13. Есть однако основание сомневаться в том, что король Датский согласится удовлетворить герцога Голштинского, разве что он будет к тому принужден силою оружия, тогда как истинное намерение Е. К. В. заключается в том, чтобы доставить Императору и Царице как можно меньше затруднений; Голштинский же герцогь также считает Датского короля за государя, дружба которого может ему быть весьма полезною для других его целей, как по отношению к Швеции, так и по отношению к изгнанию Ганноверцев из Бременской области.

14. По этим и еще другим причинам герцог Голштинский согласен, в ущерб самому себе и своему праву, уступить Датскому королю свое Шлезвигское герцогство и заключить с королем мир на следующих условиях: Голштинский герцог уступит Датскому королю на всегда принадлежащую герцогу часть Шлезвигского герцогства, за исключением лишь принадлежащих к нему островов, каковые острова все будут возвращены герцогу, и король Датский обяжется уплатить долги, лежащие на сем герцогстве. Удовлетворение, которое получит герцог в замен утраты сего своего наследия и власти (souveraine te), чему в действительности цены нет, будет заключаться: 1-е, в уступке названных островов; 2-е, в уступке графств Ольденбургского и Дельменгорстского, очищенных и совершенно свободных от долгов; 3-е, в согласии короля на уничтожение Голштинского вероисповедания; 4-е, в том, чтобы епископство Любекское перешло навсегда к герцогскому дому, и 5-е, в том, чтобы право короля на наследование Плёном также перешло бы к герцогскому дому. Все это вместе не стоит и двух третей доходов с герцогства Шлезвигского, не говоря уже о власти, с ним соединенной.

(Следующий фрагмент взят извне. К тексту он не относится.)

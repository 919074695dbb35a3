//! The packet dispatcher and conversation lifecycle

use std::sync::atomic::{AtomicBool, AtomicU64, Ordering};
use std::sync::{Arc, Weak};
use std::time::{SystemTime, UNIX_EPOCH};

use parking_lot::Mutex;
use serde_json::json;
use tokio::sync::mpsc;
use tokio_util::sync::CancellationToken;
use tracing::{debug, error, info, trace, warn};

use voxflow_audio::CallRecorder;
use voxflow_core::comm::PacketSender;
use voxflow_core::packet::{Action, InterruptionSource};
use voxflow_core::{Actor, Communication, Packet, Result};
use voxflow_llm::AssistantExecutor;
use voxflow_pipeline::eos::{EndOfSpeech, EosCallback, EosInput};
use voxflow_pipeline::stt::{SpeechToText, TranscriptCallback};
use voxflow_pipeline::tts::{SpeakOptions, TextToSpeech, TtsCallbacks};
use voxflow_text::{SentenceTokenizer, SpeechNormalizer};

use crate::context::ConversationContext;
use crate::messaging::{Messaging, StateEvent};
use crate::output::{OutputEvent, TransportOutput};

/// Packets queued between producers and the dispatcher. TTS audio rides the
/// same channel; on overflow a frame is dropped and counted rather than
/// stalling the call.
const PACKET_BUFFER: usize = 256;

/// VAD firings earlier than this many seconds into a turn are noise
const VAD_EARLY_CUTOFF_SECS: f64 = 3.0;

fn unix_now() -> f64 {
    SystemTime::now()
        .duration_since(UNIX_EPOCH)
        .map(|d| d.as_secs_f64())
        .unwrap_or(0.0)
}

/// Everything a conversation runtime is built from
pub struct RuntimeDeps {
    pub comm: Arc<ConversationContext>,
    pub output: Arc<dyn TransportOutput>,
    pub executor: Arc<dyn AssistantExecutor>,
    pub stt: Option<Arc<dyn SpeechToText>>,
    pub tts: Option<Arc<dyn TextToSpeech>>,
    pub eos: Option<Arc<dyn EndOfSpeech>>,
    pub recorder: Option<Arc<CallRecorder>>,
    pub token: CancellationToken,
}

/// The conversation runtime: single owner of the messaging state, fed by one
/// packet channel, writing to one transport
pub struct ConversationRuntime {
    comm: Arc<ConversationContext>,
    output: Arc<dyn TransportOutput>,
    executor: Arc<dyn AssistantExecutor>,
    stt: Option<Arc<dyn SpeechToText>>,
    tts: Option<Arc<dyn TextToSpeech>>,
    eos: Option<Arc<dyn EndOfSpeech>>,
    recorder: Option<Arc<CallRecorder>>,
    messaging: Messaging,
    tokenizer: Arc<SentenceTokenizer>,
    normalizer: Arc<SpeechNormalizer>,
    packet_tx: PacketSender,
    idle_generation: AtomicU64,
    idle_count: Mutex<u32>,
    degraded: AtomicBool,
    closed: AtomicBool,
    token: CancellationToken,
    weak_self: Weak<ConversationRuntime>,
}

/// The bounded packet channel a conversation runs on. Created before the
/// runtime so providers can be built with the sender half.
pub fn packet_channel() -> (PacketSender, mpsc::Receiver<Packet>) {
    mpsc::channel(PACKET_BUFFER)
}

13. Если Датский король пожелает заставить себя искренно споспешествовать Голштинскому герцогу в его намерениях, по отношении к Швеции, как для него лично, так и для всего герцогского дома, так как Е. К. Высочество имеет намерение упрочить наследование [378] Швецией, за неимением собственного потомства, за епископом Любекским: то герцог Голштинский с своей стороны обязуется, как только увидит себя упроченным на Шведском престоле, уступить своему двоюродному брату, Любекскому епископу, всю унаследованную им землю, так что ни единой пяди (pouce) Голштинской земли не будет соединено со Швецией.

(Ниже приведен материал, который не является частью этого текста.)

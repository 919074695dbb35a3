//! Request/response assistant executor
//!
//! Drives a chat-completion endpoint one request per turn and owns the tool
//! loop: when the model returns tool calls they are executed in parallel by
//! the tool executor, each result is appended to the history under the
//! model's own `tool_call_id`, and the model is re-invoked until it produces
//! text or the round limit is hit.

use std::sync::Arc;
use std::time::{Duration, Instant};

use async_trait::async_trait;
use parking_lot::RwLock;
use serde::{Deserialize, Serialize};
use tokio::sync::Mutex as AsyncMutex;
use tracing::{debug, error, warn};

use voxflow_core::comm::PacketSender;
use voxflow_core::error::ProviderError;
use voxflow_core::tool::ToolCall;
use voxflow_core::{Communication, Metric, Packet, Result};
use voxflow_tools::ToolExecutor;

use super::AssistantExecutor;

const MAX_TOOL_ROUNDS: usize = 5;
const REQUEST_TIMEOUT_SECS: u64 = 30;

#[derive(Debug, Clone, Serialize, Deserialize)]
struct ChatMessage {
    role: String,
    #[serde(skip_serializing_if = "Option::is_none")]
    content: Option<String>,
    #[serde(skip_serializing_if = "Option::is_none")]
    tool_calls: Option<Vec<WireToolCall>>,
    #[serde(skip_serializing_if = "Option::is_none")]
    tool_call_id: Option<String>,
}

impl ChatMessage {
    fn text(role: &str, content: impl Into<String>) -> Self {
        Self {
            role: role.to_string(),
            content: Some(content.into()),
            tool_calls: None,
            tool_call_id: None,
        }
    }
}

#[derive(Debug, Clone, Serialize, Deserialize)]
struct WireToolCall {
    id: String,
    #[serde(rename = "type")]
    kind: String,
    function: WireFunction,
}

#[derive(Debug, Clone, Serialize, Deserialize)]
struct WireFunction {
    name: String,
    arguments: String,
}

#[derive(Debug, Serialize)]
struct ChatRequest<'a> {
    model: &'a str,
    messages: &'a [ChatMessage],
    #[serde(skip_serializing_if = "Option::is_none")]
    tools: Option<Vec<serde_json::Value>>,
}

#[derive(Debug, Deserialize)]
struct ChatResponse {
    #[serde(default)]
    choices: Vec<ChatChoice>,
    #[serde(default)]
    usage: Option<Usage>,
}

#[derive(Debug, Deserialize)]
struct ChatChoice {
    message: ChatMessage,
}

#[derive(Debug, Deserialize)]
struct Usage {
    #[serde(default)]
    prompt_tokens: u64,
    #[serde(default)]
    completion_tokens: u64,
}

/// Chat-completion executor with local tool dispatch
pub struct CompletionExecutor {
    comm: Arc<dyn Communication>,
    tools: Arc<ToolExecutor>,
    endpoint: String,
    api_key: String,
    model: String,
    client: reqwest::Client,
    history: RwLock<Vec<ChatMessage>>,
    sender: AsyncMutex<Option<PacketSender>>,
}

impl CompletionExecutor {
    pub fn new(
        comm: Arc<dyn Communication>,
        tools: Arc<ToolExecutor>,
        endpoint: impl Into<String>,
        api_key: impl Into<String>,
        model: impl Into<String>,
    ) -> Result<Self> {
        let client = reqwest::Client::builder()
            .timeout(Duration::from_secs(REQUEST_TIMEOUT_SECS))
            .build()
            .map_err(|e| voxflow_core::Error::config(format!("completion client: {e}")))?;
        Ok(Self {
            comm,
            tools,
            endpoint: endpoint.into(),
            api_key: api_key.into(),
            model: model.into(),
            client,
            history: RwLock::new(Vec::new()),
            sender: AsyncMutex::new(None),
        })
    }

    fn tool_schemas(&self) -> Option<Vec<serde_json::Value>> {
        let definitions = self.tools.function_definitions();
        if definitions.is_empty() {
            return None;
        }
        Some(
            definitions
                .iter()
                .map(|def| {
                    serde_json::json!({
                        "type": "function",
                        "function": def,
                    })
                })
                .collect(),
        )
    }

    async fn request_completion(&self) -> Result<ChatResponse> {
        let messages = self.history.read().clone();
        let response = self
            .client
            .post(&self.endpoint)
            .bearer_auth(&self.api_key)
            .json(&ChatRequest {
                model: &self.model,
                messages: &messages,
                tools: self.tool_schemas(),
            })
            .send()
            .await
            .map_err(|e| ProviderError::Unavailable(format!("completion request failed: {e}")))?;

        let status = response.status();
        let body = response
            .text()
            .await
            .map_err(|e| ProviderError::Executor(format!("completion read failed: {e}")))?;
        if !status.is_success() {
            return Err(ProviderError::Executor(format!(
                "completion endpoint returned status {}: {}",
                status.as_u16(),
                body
            ))
            .into());
        }
        serde_json::from_str(&body)
            .map_err(|e| ProviderError::Protocol(format!("completion parse failed: {e}")).into())
    }

    /// Run one model turn, looping through tool rounds until text arrives
    async fn run_turn(&self, context_id: &str, sender: &PacketSender) -> Result<()> {
        let start = Instant::now();
        let mut usage_metrics: Vec<Metric> = Vec::new();

        for round in 0..MAX_TOOL_ROUNDS {
            let response = self.request_completion().await?;
            if let Some(usage) = &response.usage {
                usage_metrics = vec![
                    Metric::new("prompt_tokens", usage.prompt_tokens.to_string()),
                    Metric::new("completion_tokens", usage.completion_tokens.to_string()),
                ];
            }
            let Some(choice) = response.choices.into_iter().next() else {
                return Err(ProviderError::Protocol("completion returned no choices".into()).into());
            };
            let message = choice.message;

            if let Some(wire_calls) = message.tool_calls.clone().filter(|c| !c.is_empty()) {
                debug!(round, calls = wire_calls.len(), "model requested tools");
                self.history.write().push(message);

                let calls: Vec<ToolCall> = wire_calls
                    .iter()
                    .map(|w| ToolCall {
                        id: w.id.clone(),
                        function: voxflow_core::tool::FunctionCall {
                            name: w.function.name.clone(),
                            arguments: w.function.arguments.clone(),
                        },
                    })
                    .collect();

                let results = self
                    .tools
                    .execute_all(context_id, &calls, self.comm.as_ref())
                    .await;

                for (call, result) in calls.iter().zip(results) {
                    // Action notification toward the transport, result toward
                    // the model
                    let action = self
                        .tools
                        .get(&call.function.name)
                        .and_then(|caller| caller.action());
                    if let Some(action) = action {
                        let _ = sender.try_send(Packet::LlmTool {
                            context_id: context_id.to_string(),
                            action,
                            name: Some(call.function.name.clone()),
                            result: Some(result.content.clone()),
                        });
                    }
                    self.history.write().push(ChatMessage {
                        role: "tool".to_string(),
                        content: Some(result.content.to_string()),
                        tool_calls: None,
                        tool_call_id: Some(result.tool_call_id),
                    });
                }
                continue;
            }

            let text = message.content.clone().unwrap_or_default();
            self.history.write().push(ChatMessage::text("assistant", &text));
            let _ = sender.try_send(Packet::LlmStream {
                context_id: context_id.to_string(),
                text: text.clone(),
            });
            let _ = sender.try_send(Packet::LlmMessage {
                context_id: context_id.to_string(),
                text,
            });

            let mut metrics = vec![Metric::time_taken(start.elapsed())];
            metrics.append(&mut usage_metrics);
            let _ = sender.try_send(Packet::Metric {
                context_id: context_id.to_string(),
                metrics,
            });
            return Ok(());
        }

        warn!(context_id, "tool round limit reached without final text");
        Err(ProviderError::Executor("tool round limit exceeded".into()).into())
    }
}

#[async_trait]
impl AssistantExecutor for CompletionExecutor {
    fn name(&self) -> &'static str {
        "completion"
    }

    async fn initialize(&self, sender: PacketSender) -> Result<()> {
        {
            let mut history = self.history.write();
            for (role, content) in self.comm.conversation_logs() {
                history.push(ChatMessage::text(&role, content));
            }
        }
        *self.sender.lock().await = Some(sender);
        Ok(())
    }

    async fn execute(&self, packet: Packet) -> Result<()> {
        match packet {
            Packet::UserText { context_id, text } => {
                let sender = {
                    let guard = self.sender.lock().await;
                    guard.clone().ok_or_else(|| {
                        ProviderError::NotInitialized("completion executor".to_string())
                    })?
                };
                self.history.write().push(ChatMessage::text("user", text));
                if let Err(e) = self.run_turn(&context_id, &sender).await {
                    error!(error = %e, "completion turn failed");
                    return Err(e);
                }
                Ok(())
            }
            Packet::Static { text, .. } => {
                self.history
                    .write()
                    .push(ChatMessage::text("assistant", text));
                Ok(())
            }
            other => Err(ProviderError::Executor(format!(
                "unsupported packet type: {}",
                other.kind()
            ))
            .into()),
        }
    }

    async fn close(&self) -> Result<()> {
        self.history.write().clear();
        *self.sender.lock().await = None;
        Ok(())
    }
}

16. Так как изгнание Ганноверцев из Бременской области есть дело, от которого вполне зависит спокойствие Империи и Севера, то необходимо, следовательно, чтобы оно непременно совершилось. И так: если Датский король согласится помочь или, по крайней мере, не препятствовать сему, а также не противиться тому, чтобы Бремен, присоединенный к графствам Ольденбургскому и Дельменгорстскому, милостью Императора был возведен в курфюршество, в пользу герцогского дома, и, буде случится, что епископ Любекский и его потомство по прямой линии унаследуют это курфиршество и Шведскую корону, то герцогская часть самого Голштинского герцогства станет собственностью Датского королевского дома.

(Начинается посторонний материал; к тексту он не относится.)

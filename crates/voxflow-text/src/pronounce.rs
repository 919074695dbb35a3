//! Pronunciation normalizers
//!
//! Each normalizer rewrites one category of text into a form a TTS voice
//! reads naturally. They are selected by id from
//! `speaker.pronunciation.dictionaries` and applied in configuration order.

use once_cell::sync::Lazy;
use regex::{Captures, Regex};

use crate::numbers::number_to_words;

pub(crate) type Pronouncer = fn(&str) -> String;

/// Resolve a normalizer id; unknown ids are skipped by the caller
pub(crate) fn lookup(id: &str) -> Option<Pronouncer> {
    match id {
        "url" => Some(pronounce_urls),
        "currency" => Some(pronounce_currency),
        "date" => Some(pronounce_dates),
        "time" => Some(pronounce_times),
        "number" => Some(pronounce_numbers),
        "symbol" => Some(pronounce_symbols),
        "general" => Some(pronounce_general),
        "role" => Some(pronounce_roles),
        "tech" => Some(pronounce_tech),
        "address" => Some(pronounce_addresses),
        _ => None,
    }
}

static DOMAIN: Lazy<Regex> = Lazy::new(|| {
    Regex::new(r"(?:https?://)?(?:[A-Za-z0-9-]+\.)+[A-Za-z]{2,}").expect("domain regex")
});

/// Spell domain dots: `www.example.com` → `www dot example dot com`
fn pronounce_urls(text: &str) -> String {
    DOMAIN
        .replace_all(text, |caps: &Captures| {
            let m = caps.get(0).unwrap().as_str();
            let (scheme, host) = match m.find("://") {
                Some(i) => m.split_at(i + 3),
                None => ("", m),
            };
            format!("{}{}", scheme, host.replace('.', " dot "))
        })
        .into_owned()
}

static CURRENCY: Lazy<Regex> =
    Lazy::new(|| Regex::new(r"\$(\d{1,3}(?:,\d{3})*|\d+)(?:\.(\d{2}))?").expect("currency regex"));

/// `$10.50` → `ten dollars and fifty cents`
fn pronounce_currency(text: &str) -> String {
    CURRENCY
        .replace_all(text, |caps: &Captures| {
            let dollars: u64 = caps[1].replace(',', "").parse().unwrap_or(0);
            let unit = if dollars == 1 { "dollar" } else { "dollars" };
            let mut spoken = format!("{} {}", number_to_words(dollars), unit);
            if let Some(cents) = caps.get(2) {
                let cents: u64 = cents.as_str().parse().unwrap_or(0);
                if cents > 0 {
                    let cent_unit = if cents == 1 { "cent" } else { "cents" };
                    spoken = format!("{spoken} and {} {}", number_to_words(cents), cent_unit);
                }
            }
            spoken
        })
        .into_owned()
}

static ISO_DATE: Lazy<Regex> =
    Lazy::new(|| Regex::new(r"\b(\d{4})-(\d{2})-(\d{2})\b").expect("date regex"));

const MONTHS: [&str; 12] = [
    "January",
    "February",
    "March",
    "April",
    "May",
    "June",
    "July",
    "August",
    "September",
    "October",
    "November",
    "December",
];

/// `2024-01-15` → `January 15, 2024`
fn pronounce_dates(text: &str) -> String {
    ISO_DATE
        .replace_all(text, |caps: &Captures| {
            let month: usize = caps[2].parse().unwrap_or(0);
            if !(1..=12).contains(&month) {
                return caps[0].to_string();
            }
            let day: u32 = caps[3].parse().unwrap_or(0);
            format!("{} {}, {}", MONTHS[month - 1], day, &caps[1])
        })
        .into_owned()
}

static CLOCK: Lazy<Regex> =
    Lazy::new(|| Regex::new(r"\b(\d{1,2}):(\d{2})\b").expect("time regex"));

/// `10:30` → `ten thirty`, `10:00` → `ten o'clock`, `10:05` → `ten oh five`
fn pronounce_times(text: &str) -> String {
    CLOCK
        .replace_all(text, |caps: &Captures| {
            let hour: u64 = caps[1].parse().unwrap_or(0);
            let minute: u64 = caps[2].parse().unwrap_or(0);
            if hour > 23 || minute > 59 {
                return caps[0].to_string();
            }
            match minute {
                0 => format!("{} o'clock", number_to_words(hour)),
                m if m < 10 => format!("{} oh {}", number_to_words(hour), number_to_words(m)),
                m => format!("{} {}", number_to_words(hour), number_to_words(m)),
            }
        })
        .into_owned()
}

static BIG_NUMBER: Lazy<Regex> =
    Lazy::new(|| Regex::new(r"\b\d{1,3}(?:,\d{3})+\b|\b\d{4,9}\b").expect("number regex"));

/// Spell thousands-and-up integers
fn pronounce_numbers(text: &str) -> String {
    BIG_NUMBER
        .replace_all(text, |caps: &Captures| {
            match caps[0].replace(',', "").parse::<u64>() {
                Ok(n) => number_to_words(n),
                Err(_) => caps[0].to_string(),
            }
        })
        .into_owned()
}

/// Speak common symbols
fn pronounce_symbols(text: &str) -> String {
    text.replace('&', " and ")
        .replace('%', " percent")
        .replace('@', " at ")
        .replace('#', " number ")
        .replace('+', " plus ")
}

static GENERAL_ABBREV: &[(&str, &str)] = &[
    ("Dr.", "Doctor"),
    ("Mr.", "Mister"),
    ("Mrs.", "Misses"),
    ("Ms.", "Miss"),
    ("etc.", "et cetera"),
    ("e.g.", "for example"),
    ("i.e.", "that is"),
    ("vs.", "versus"),
];

/// Expand everyday abbreviations
fn pronounce_general(text: &str) -> String {
    let mut out = text.to_string();
    for (abbrev, full) in GENERAL_ABBREV {
        out = out.replace(abbrev, full);
    }
    out
}

static ROLES: &[&str] = &["CEO", "CTO", "CFO", "COO", "CIO", "VP", "HR", "PM"];

/// Spell job-title initialisms letter by letter
fn pronounce_roles(text: &str) -> String {
    spell_words(text, ROLES)
}

static TECH_TERMS: &[&str] = &[
    "API", "URL", "HTML", "CSS", "JSON", "SQL", "SDK", "AI", "UI", "FAQ", "CLI",
];

/// Spell technical initialisms letter by letter
fn pronounce_tech(text: &str) -> String {
    spell_words(text, TECH_TERMS)
}

static ADDRESS_ABBREV: &[(&str, &str)] = &[
    ("Ave.", "Avenue"),
    ("Blvd.", "Boulevard"),
    ("Rd.", "Road"),
    ("St.", "Street"),
    ("Apt.", "Apartment"),
    ("Ste.", "Suite"),
    ("Hwy.", "Highway"),
];

/// Expand postal abbreviations
fn pronounce_addresses(text: &str) -> String {
    let mut out = text.to_string();
    for (abbrev, full) in ADDRESS_ABBREV {
        out = out.replace(abbrev, full);
    }
    out
}

fn spell_words(text: &str, words: &[&str]) -> String {
    let mut out = text.to_string();
    for word in words {
        let spelled: Vec<String> = word.chars().map(|c| c.to_string()).collect();
        let pattern = Regex::new(&format!(r"\b{}\b", regex::escape(word))).expect("spell regex");
        out = pattern.replace_all(&out, spelled.join(" ")).into_owned();
    }
    out
}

17. Если Датского короля нельзя будет склонить к разрыву союза с королем Великобританским и войти в соглашение с Голштинским герцогом на условиях, представляющих собою окончательно то, на что согласится герцог Голштинскiй, дабы помириться с Датским королем: то он не удовольствуется вышеизложенными предложениями, но, оставаясь при всех своих требованиях, будет настаивать на полном удовлетворении и вознаграждении.

18. В случае, если герцог Голштинский умрет, не оставив потомства, и Шведы тогда получат короля в лице Любекского епископа и утвердят за его потомством престолонаследие, то в таком случае (а не иначе) курфюршество Бремен, вместе с графствами Ольденбургским и Дельменгорстским, будет присоединено к короне Шведской.

19. Голштинский герцог осмеливается, при сем случае, поручить особому вниманию виды (recommander les interets) председателя своего совета, графа Бассевича, на графство Бармштедское.

*

III. Тайные известия о Русском дворе 1727 и 1728 г. 15.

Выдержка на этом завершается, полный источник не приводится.